У истоков пророческого монолатрического движения могли стоять Эли-Яѓу (Илия) и его ученик Элиша (Елисей), действовавшие, согласно Библии, в Самарийском царстве в IX в. до х. э. Однако и им, по библейской версии, предшествовала цепочка пророков, действовавших при дворе царей и критиковавших их ошибки. Эли-Яѓу и Элиша занимались активной борьбой с культом Ба’ала и пропагандировавшей его династией Омридов; в итоге они, по библейскому рассказу, добились низложения династии, помазав на царство Йегу (Ииуя), а также оказывая поддержку враждебному Дамасскому царству.

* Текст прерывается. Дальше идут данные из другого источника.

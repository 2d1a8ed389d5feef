//! WebSocket transport adapter (requires the `ws` feature).
//!
//! Accepts a WebSocket connection, registers it with the protocol handler,
//! and pumps inbound messages into it. Outbound frames go through
//! [`WsTransport`], the send half of the split socket.

use std::sync::Arc;

use futures::sink::SinkExt;
use futures::stream::StreamExt;
use tokio::sync::Mutex;
use tokio_tungstenite::tungstenite::protocol::frame::coding::CloseCode;
use tokio_tungstenite::tungstenite::protocol::CloseFrame;
use tokio_tungstenite::tungstenite::Message;
use tracing::debug;
use uuid::Uuid;

use crate::error::Error;
use crate::handler::StompProtocolHandler;
use crate::transport::{CloseReason, Transport};
use crate::Result;

type WsStream = tokio_tungstenite::WebSocketStream<tokio::net::TcpStream>;

/// Send half of an accepted WebSocket connection.
pub struct WsTransport {
    writer: Mutex<futures::stream::SplitSink<WsStream, Message>>,
}

impl WsTransport {
    pub(crate) fn new(writer: futures::stream::SplitSink<WsStream, Message>) -> Self {
        Self {
            writer: Mutex::new(writer),
        }
    }
}

#[async_trait::async_trait]
impl Transport for WsTransport {
    async fn send(&self, data: &[u8]) -> Result<()> {
        // STOMP is a text protocol, but payload bytes are not required to
        // be valid UTF-8.
        let message = match std::str::from_utf8(data) {
            Ok(text) => Message::Text(text.to_string()),
            Err(_) => Message::Binary(data.to_vec()),
        };
        let mut writer = self.writer.lock().await;
        writer
            .send(message)
            .await
            .map_err(|e| Error::Transport(e.to_string()))?;
        Ok(())
    }

    async fn close(&self, reason: CloseReason) -> Result<()> {
        let code = match reason {
            CloseReason::Normal => CloseCode::Normal,
            CloseReason::ProtocolError => CloseCode::Protocol,
        };
        let mut writer = self.writer.lock().await;
        writer
            .send(Message::Close(Some(CloseFrame {
                code,
                reason: "".into(),
            })))
            .await
            .map_err(|e| Error::Transport(e.to_string()))?;
        Ok(())
    }
}

/// Accept a WebSocket connection and drive its inbound side, feeding
/// payloads to `handler` until the peer disconnects. `path` is the endpoint
/// path the peer connected on, used for per-path frame size limits.
pub async fn serve_connection(
    handler: Arc<StompProtocolHandler>,
    stream: tokio::net::TcpStream,
    path: Option<&str>,
) -> Result<()> {
    let ws = tokio_tungstenite::accept_async(stream)
        .await
        .map_err(|e| Error::Transport(e.to_string()))?;
    let (writer, mut reader) = ws.split();

    let session_id = Uuid::new_v4().to_string();
    let transport = Arc::new(WsTransport::new(writer));
    handler
        .session_started(session_id.clone(), path, transport, None)
        .await;

    while let Some(message) = reader.next().await {
        match message {
            Ok(Message::Text(text)) => {
                handler.on_inbound_payload(&session_id, text.as_bytes()).await?;
            }
            Ok(Message::Binary(data)) => {
                handler.on_inbound_payload(&session_id, &data).await?;
            }
            Ok(Message::Close(_)) => break,
            // Ping/pong is answered by tungstenite itself.
            Ok(_) => {}
            Err(err) => {
                debug!(session = %session_id, %err, "websocket read failed");
                break;
            }
        }
    }

    handler.session_closed(&session_id).await
}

Характер деятельности этих пророков в их противостоянии социальной несправедливости хорошо иллюстрирует легенда о винограднике Навота (Навуфея) (3 Цар. 21). Царь Ахав, сын Омри, положил глаз на виноградник простого израильтянина, жившего неподалеку от одного из царских дворцов; Ахав предлагал выкупить этот участок, чтобы присоединить к своему саду, однако Навот наотрез отказался. «Сохрани меня Господь, чтоб я отдал тебе семейное наследство!» — сказал он. Чтобы утешить мужа, царица Иезевель организовала судебный процесс, на котором Навот был по заказанному царицей лжесвидетельству осужден на смертную казнь (побиение камнями) как «хуливший Бога и царя», после чего Ахав вступил во владение виноградником.

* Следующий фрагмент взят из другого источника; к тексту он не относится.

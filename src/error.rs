use thiserror::Error;

/// Library result type.
pub type Result<T> = std::result::Result<T, Error>;

/// Errors that can occur in the STOMP gateway.
#[derive(Error, Debug)]
pub enum Error {
    #[error("protocol: {0}")]
    Protocol(#[from] ProtocolError),

    #[error("transport: {0}")]
    Transport(String),

    #[error("bus: {0}")]
    Bus(String),

    #[error("unknown session: {0}")]
    UnknownSession(String),

    #[error("{0}")]
    Other(#[from] anyhow::Error),
}

/// Frame-level protocol violations.
///
/// `MalformedFrame` is recoverable at the session level (an ERROR frame is
/// sent, the connection stays open). The other variants are fatal for the
/// connection or handshake.
#[derive(Error, Debug)]
pub enum ProtocolError {
    #[error("malformed frame: {0}")]
    MalformedFrame(String),

    #[error("frame size exceeds configured limit ({limit} bytes)")]
    BufferOverflow { limit: usize },

    #[error("unsupported STOMP version: {0}")]
    UnsupportedVersion(String),

    #[error("decoder reused while holding a partial frame")]
    DecoderReuse,
}

impl ProtocolError {
    /// Whether the session must be closed after reporting this error.
    pub fn is_fatal(&self) -> bool {
        !matches!(self, ProtocolError::MalformedFrame(_))
    }
}

#[cfg(test)]
mod tests {
    use super::*;

    #[test]
    fn malformed_is_recoverable() {
        assert!(!ProtocolError::MalformedFrame("x".into()).is_fatal());
        assert!(ProtocolError::BufferOverflow { limit: 10 }.is_fatal());
        assert!(ProtocolError::DecoderReuse.is_fatal());
    }
}
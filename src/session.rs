//! Per-connection STOMP session handling.
//!
//! A [`StompSession`] sits between one transport connection and the message
//! bus: it assembles transport-level fragments, enforces the frame size
//! limit, decodes inbound chunks, enriches frames with session metadata,
//! and encodes bus messages back onto the transport, including the STOMP
//! lifecycle transitions (CONNECT -> CONNECTED, DISCONNECT, ERROR).

use std::sync::Arc;

use bytes::BytesMut;
use tokio::sync::{Mutex, RwLock};
use tracing::{debug, error, trace};

use crate::bus::{InboundMessage, MessageBus, OutboundMessage};
use crate::config::SessionConfig;
use crate::error::{Error, ProtocolError, Result};
use crate::frame::{self, Command, DecodeOutcome, Frame, StompDecoder, LOGIN, SUBSCRIPTION, USER_NAME};
use crate::principal::{registry_name, LoginPrincipal, Principal};
use crate::registry::UserSessionRegistry;
use crate::transport::{CloseReason, Transport};

/// Lifecycle state of a session.
#[derive(Clone, Copy, Debug, PartialEq, Eq)]
pub enum SessionState {
    /// Transport established, no CONNECT handled yet.
    Open,
    /// CONNECTED has been sent to the peer.
    Connected,
    /// A fatal error occurred; the transport is being torn down.
    Closing,
    /// The transport is gone.
    Closed,
}

/// Inbound decode state, exclusively owned by the connection's processing
/// sequence (inbound payloads for one session arrive strictly in order).
struct Inbound {
    decoder: StompDecoder,
    /// Raw bytes of a frame split across multiple transport messages,
    /// allocated lazily on the first non-final fragment.
    fragments: Option<BytesMut>,
}

/// One STOMP session over one transport connection.
pub struct StompSession {
    id: String,
    max_frame_size: usize,
    transport: Arc<dyn Transport>,
    bus: Arc<dyn MessageBus>,
    registry: Arc<dyn UserSessionRegistry>,
    inbound: Mutex<Inbound>,
    principal: RwLock<Option<Arc<dyn Principal>>>,
    /// User name registered in the session registry, kept for deregistration.
    registered_user: RwLock<Option<String>>,
    state: RwLock<SessionState>,
    /// Serializes transport writes; outbound frames may be produced
    /// concurrently by independent bus dispatch tasks.
    write_lock: Mutex<()>,
}

impl StompSession {
    pub(crate) fn new(
        id: impl Into<String>,
        path: Option<&str>,
        config: &SessionConfig,
        transport: Arc<dyn Transport>,
        bus: Arc<dyn MessageBus>,
        registry: Arc<dyn UserSessionRegistry>,
        principal: Option<Arc<dyn Principal>>,
    ) -> Self {
        Self {
            id: id.into(),
            max_frame_size: config.max_frame_size_for(path),
            transport,
            bus,
            registry,
            inbound: Mutex::new(Inbound {
                decoder: StompDecoder::new(),
                fragments: None,
            }),
            principal: RwLock::new(principal),
            registered_user: RwLock::new(None),
            state: RwLock::new(SessionState::Open),
            write_lock: Mutex::new(()),
        }
    }

    pub fn id(&self) -> &str {
        &self.id
    }

    /// Effective maximum frame size for this connection.
    pub fn max_frame_size(&self) -> usize {
        self.max_frame_size
    }

    pub async fn state(&self) -> SessionState {
        *self.state.read().await
    }

    /// Handle one raw transport payload from the client.
    ///
    /// Decode errors are reported to the peer as an ERROR frame; fatal
    /// classes additionally close the connection. Nothing but well-formed
    /// frames ever reaches the bus.
    pub async fn on_inbound(&self, payload: &[u8]) {
        if *self.state.read().await == SessionState::Closed {
            return;
        }
        let frame = match self.decode_inbound(payload).await {
            Ok(Some(frame)) => frame,
            Ok(None) => return,
            Err(err) => {
                error!(session = %self.id, %err, "failed to parse transport payload as STOMP frame");
                self.report_error(&err).await;
                return;
            }
        };
        if let Err(err) = self.forward_to_bus(frame).await {
            error!(session = %self.id, %err, "failed to forward frame to message bus");
            self.send_error_frame(&err.to_string()).await;
        }
    }

    /// Handle one message from the bus destined for this session's peer.
    pub async fn on_outbound(&self, message: OutboundMessage) {
        let frame = match self.prepare_outbound(message).await {
            Ok(Some(frame)) => frame,
            Ok(None) => return,
            Err(err) => {
                error!(session = %self.id, %err, "failed to prepare outbound frame");
                self.report_error(&err).await;
                return;
            }
        };

        let is_error_frame = frame.command == Command::Error;
        if let Err(err) = self.write_frame(&frame).await {
            if is_error_frame {
                // The transport is assumed broken; abandon silently.
                trace!(session = %self.id, %err, "dropped ERROR frame on failed transport");
            } else {
                error!(session = %self.id, %err, "failed to send frame");
                self.send_error_frame(&err.to_string()).await;
            }
        } else if frame.command == Command::Connected {
            *self.state.write().await = SessionState::Connected;
        }

        if is_error_frame {
            self.close(CloseReason::ProtocolError).await;
        }
    }

    /// Transport-level disconnect notification. Deregisters the user,
    /// discards any partial frame, and forwards an internal DISCONNECT to
    /// the bus carrying the session id.
    pub async fn on_closed(&self) {
        *self.state.write().await = SessionState::Closed;
        if let Some(user) = self.registered_user.write().await.take() {
            self.registry.unregister(&user, &self.id);
        }
        {
            // Partial frames are never flushed.
            let mut inbound = self.inbound.lock().await;
            inbound.fragments = None;
            inbound.decoder.reset();
        }
        let message = InboundMessage {
            session_id: self.id.clone(),
            user: None,
            frame: Frame::disconnect(),
        };
        if let Err(err) = self.bus.publish(message).await {
            error!(session = %self.id, %err, "failed to publish DISCONNECT for closed session");
        }
    }

    /// Assemble transport fragments and decode. `Ok(None)` means a fragment
    /// was buffered or a heartbeat was consumed.
    async fn decode_inbound(&self, payload: &[u8]) -> Result<Option<Frame>> {
        let mut inbound = self.inbound.lock().await;

        if !ends_with_terminator(payload) {
            debug!(session = %self.id, len = payload.len(), "STOMP frame fragment detected");
            let buffered = inbound.fragments.as_ref().map_or(0, |b| b.len());
            if buffered + payload.len() > self.max_frame_size {
                inbound.fragments = None;
                return Err(self.overflow());
            }
            inbound
                .fragments
                .get_or_insert_with(|| BytesMut::with_capacity(self.max_frame_size))
                .extend_from_slice(payload);
            return Ok(None);
        }

        let outcome = if let Some(mut buffer) = inbound.fragments.take() {
            debug!(session = %self.id, "last STOMP frame fragment detected");
            if buffer.len() + payload.len() > self.max_frame_size {
                return Err(self.overflow());
            }
            buffer.extend_from_slice(payload);
            inbound.decoder.decode(&buffer)
        } else {
            if payload.len() > self.max_frame_size {
                return Err(self.overflow());
            }
            inbound.decoder.decode(payload)
        };

        match outcome {
            Ok(DecodeOutcome::Frame(frame)) => Ok(Some(frame)),
            Ok(DecodeOutcome::Heartbeat) => {
                trace!(session = %self.id, "received heartbeat from client");
                self.transport.heartbeat_received().await;
                Ok(None)
            }
            Ok(DecodeOutcome::Incomplete) => {
                // The payload claimed to be final but no frame came out.
                inbound.decoder.reset();
                Err(ProtocolError::MalformedFrame("not a valid STOMP frame".into()).into())
            }
            Err(err) => {
                inbound.decoder.reset();
                Err(err.into())
            }
        }
    }

    /// Stamp session metadata onto a decoded frame and publish it.
    async fn forward_to_bus(&self, frame: Frame) -> Result<()> {
        trace!(session = %self.id, command = %frame.command, "received frame from client");
        if frame.command == Command::Connect {
            self.attach_principal(&frame).await;
        }
        let user = self
            .principal
            .read()
            .await
            .as_ref()
            .map(|p| registry_name(p.as_ref()).to_string());
        self.bus
            .publish(InboundMessage {
                session_id: self.id.clone(),
                user,
                frame,
            })
            .await
    }

    /// On CONNECT, fall back to a login-header principal when the transport
    /// did not authenticate the session. Read-only afterward.
    async fn attach_principal(&self, connect: &Frame) {
        let mut principal = self.principal.write().await;
        if principal.is_none() {
            if let Some(login) = connect.headers.get(LOGIN) {
                *principal = Some(Arc::new(LoginPrincipal::new(login)));
            }
        }
    }

    async fn prepare_outbound(&self, message: OutboundMessage) -> Result<Option<Frame>> {
        match message {
            OutboundMessage::ConnectAck { connect } => {
                let version = negotiate_version(&connect)?;
                let frame = self.after_connected(Frame::connected(version)).await;
                Ok(Some(frame))
            }
            OutboundMessage::Frame(frame) => {
                if frame.command == Command::Connected {
                    return Ok(Some(self.after_connected(frame).await));
                }
                if frame.command == Command::Message && frame.headers.get(SUBSCRIPTION).is_none() {
                    error!(session = %self.id, "ignoring MESSAGE frame, no subscription header");
                    return Ok(None);
                }
                Ok(Some(frame))
            }
        }
    }

    /// CONNECT side effects: name the authenticated user on the CONNECTED
    /// frame and register the session with the user session registry.
    async fn after_connected(&self, mut frame: Frame) -> Frame {
        if let Some(principal) = self.principal.read().await.clone() {
            frame.headers.push(USER_NAME, principal.name());
            let user = registry_name(principal.as_ref()).to_string();
            self.registry.register(&user, &self.id);
            *self.registered_user.write().await = Some(user);
        }
        frame
    }

    async fn write_frame(&self, frame: &Frame) -> Result<()> {
        debug!(session = %self.id, command = %frame.command, "sending frame");
        let bytes = frame::encode(frame);
        let _guard = self.write_lock.lock().await;
        self.transport.send(&bytes).await
    }

    /// Report a failure to the peer, closing the connection for fatal
    /// protocol errors.
    async fn report_error(&self, err: &Error) {
        self.send_error_frame(&err.to_string()).await;
        if let Error::Protocol(protocol_err) = err {
            if protocol_err.is_fatal() {
                self.close(CloseReason::ProtocolError).await;
            }
        }
    }

    /// Best-effort ERROR frame; write failures are swallowed because the
    /// transport is assumed already broken.
    async fn send_error_frame(&self, description: &str) {
        let bytes = frame::encode(&Frame::error(description));
        let _guard = self.write_lock.lock().await;
        if let Err(err) = self.transport.send(&bytes).await {
            trace!(session = %self.id, %err, "failed to send ERROR frame");
        }
    }

    async fn close(&self, reason: CloseReason) {
        *self.state.write().await = SessionState::Closing;
        if let Err(err) = self.transport.close(reason).await {
            trace!(session = %self.id, %err, "failed to close transport");
        }
    }

    fn overflow(&self) -> Error {
        ProtocolError::BufferOverflow {
            limit: self.max_frame_size,
        }
        .into()
    }
}

/// Whether a transport payload carries the end of a frame: after stripping
/// trailing line terminators it either ends in the NUL terminator or is
/// empty (a heartbeat is nothing but line terminators).
fn ends_with_terminator(payload: &[u8]) -> bool {
    let mut end = payload.len();
    while end > 0 && (payload[end - 1] == b'\n' || payload[end - 1] == b'\r') {
        end -= 1;
    }
    end == 0 || payload[end - 1] == 0
}

/// Pick the STOMP version from a CONNECT frame's `accept-version` set:
/// prefer 1.2, else 1.1; an absent or empty set means a 1.0 client and no
/// version header is emitted.
fn negotiate_version(connect: &Frame) -> std::result::Result<Option<&'static str>, ProtocolError> {
    let versions = connect.accept_versions();
    if versions.contains(&"1.2") {
        Ok(Some("1.2"))
    } else if versions.contains(&"1.1") {
        Ok(Some("1.1"))
    } else if versions.is_empty() {
        Ok(None)
    } else {
        Err(ProtocolError::UnsupportedVersion(versions.join(",")))
    }
}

Однако стоило царю приехать в виноградник, его уже ждал там посланный Богом Эли-Яѓу. «Ты убил, ты же и наследуешь?! — вопросил пророк. — Так говорит Господь: на том же месте, где псы лизали кровь Навота, будут они лизать и твою кровь!» Следом Эли-Яѓу также предсказал падение династии и гибель царицы Иезевель от зубов собак. Тем не менее, поскольку Ахав раскаялся, Бог оставил его детей на престоле после его смерти, но все же следом мы читаем о его смертельном ранении в бою, приведшем к буквальному исполнению пророчества. Царица пережила своего мужа, но действительно была сброшена со стены и съедена собаками при свержении ее второго сына. Таким образом, хоть и со временем, все пророчества полностью сбылись — по крайней мере, так это изображают авторы-историографы.

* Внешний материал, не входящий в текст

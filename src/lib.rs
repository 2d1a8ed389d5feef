//! # stomp-gateway
//!
//! STOMP frame codec and per-connection subprotocol session handling.
//!
//! The crate sits between a bidirectional byte-stream transport (e.g. a
//! WebSocket) and an internal message bus. It decodes NUL-terminated STOMP
//! frames from transport chunks (including frames fragmented across
//! chunks), enforces frame size limits, distinguishes heartbeats from data
//! frames, enriches decoded frames with session metadata, and encodes bus
//! messages back onto the transport, driving the STOMP lifecycle
//! (CONNECT -> CONNECTED, DISCONNECT, ERROR).
//!
//! Broker concerns (queueing, acknowledgment semantics, transactions) are
//! out of scope; the bus, transport, and user session registry are consumed
//! through the [`MessageBus`], [`Transport`], and [`UserSessionRegistry`]
//! traits.
//!
//! ## Example
//!
//! ```ignore
//! use std::sync::Arc;
//! use stomp_gateway::{
//!     InMemorySessionRegistry, SessionConfig, StompProtocolHandler,
//! };
//!
//! #[tokio::main]
//! async fn main() -> anyhow::Result<()> {
//!     let config = SessionConfig::new().with_path_max_frame_size("/ws/trading", 64 * 1024);
//!     let handler = Arc::new(StompProtocolHandler::new(
//!         config,
//!         my_bus,                                  // impl MessageBus
//!         Arc::new(InMemorySessionRegistry::new()),
//!     ));
//!     // Transport layer: register connections and feed payloads.
//!     // handler.session_started("session-1", Some("/ws/trading"), transport, None).await;
//!     // handler.on_inbound_payload("session-1", payload).await?;
//!     Ok(())
//! }
//! ```

pub mod bus;
pub mod config;
pub mod error;
pub mod frame;
pub mod handler;
pub mod principal;
pub mod registry;
pub mod session;
pub mod transport;
#[cfg(feature = "ws")]
pub mod ws;

pub use bus::{InboundMessage, MessageBus, OutboundMessage};
pub use config::SessionConfig;
pub use error::{Error, ProtocolError, Result};
pub use frame::{encode, Command, DecodeOutcome, Frame, Headers, StompDecoder};
pub use handler::{StompProtocolHandler, SUPPORTED_PROTOCOLS};
pub use principal::{LoginPrincipal, Principal};
pub use registry::{InMemorySessionRegistry, UserSessionRegistry};
pub use session::{SessionState, StompSession};
pub use transport::{CloseReason, Transport};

Легенда о винограднике Навота подчеркивает конфликт двух систем ценностей: новой, связанной с монархическими институтами, то есть, по сути, волей царя, и традиционной, построенной на сохранении семейных земельных наделов и всеобщем равенстве. Предложение выкупа за фамильный виноградник было для Навота оскорблением, при этом его отказ оскорбил бы царя; пророк и стоящий за ним Господь выступают здесь защитниками традиционного уклада от царского произвола. Таким образом, эта история не просто рисует случайную картинку из периода ранней монархии, а обобщает ее до символического нарратива, отражающего суть политического противостояния и роль пророческого движения в нем.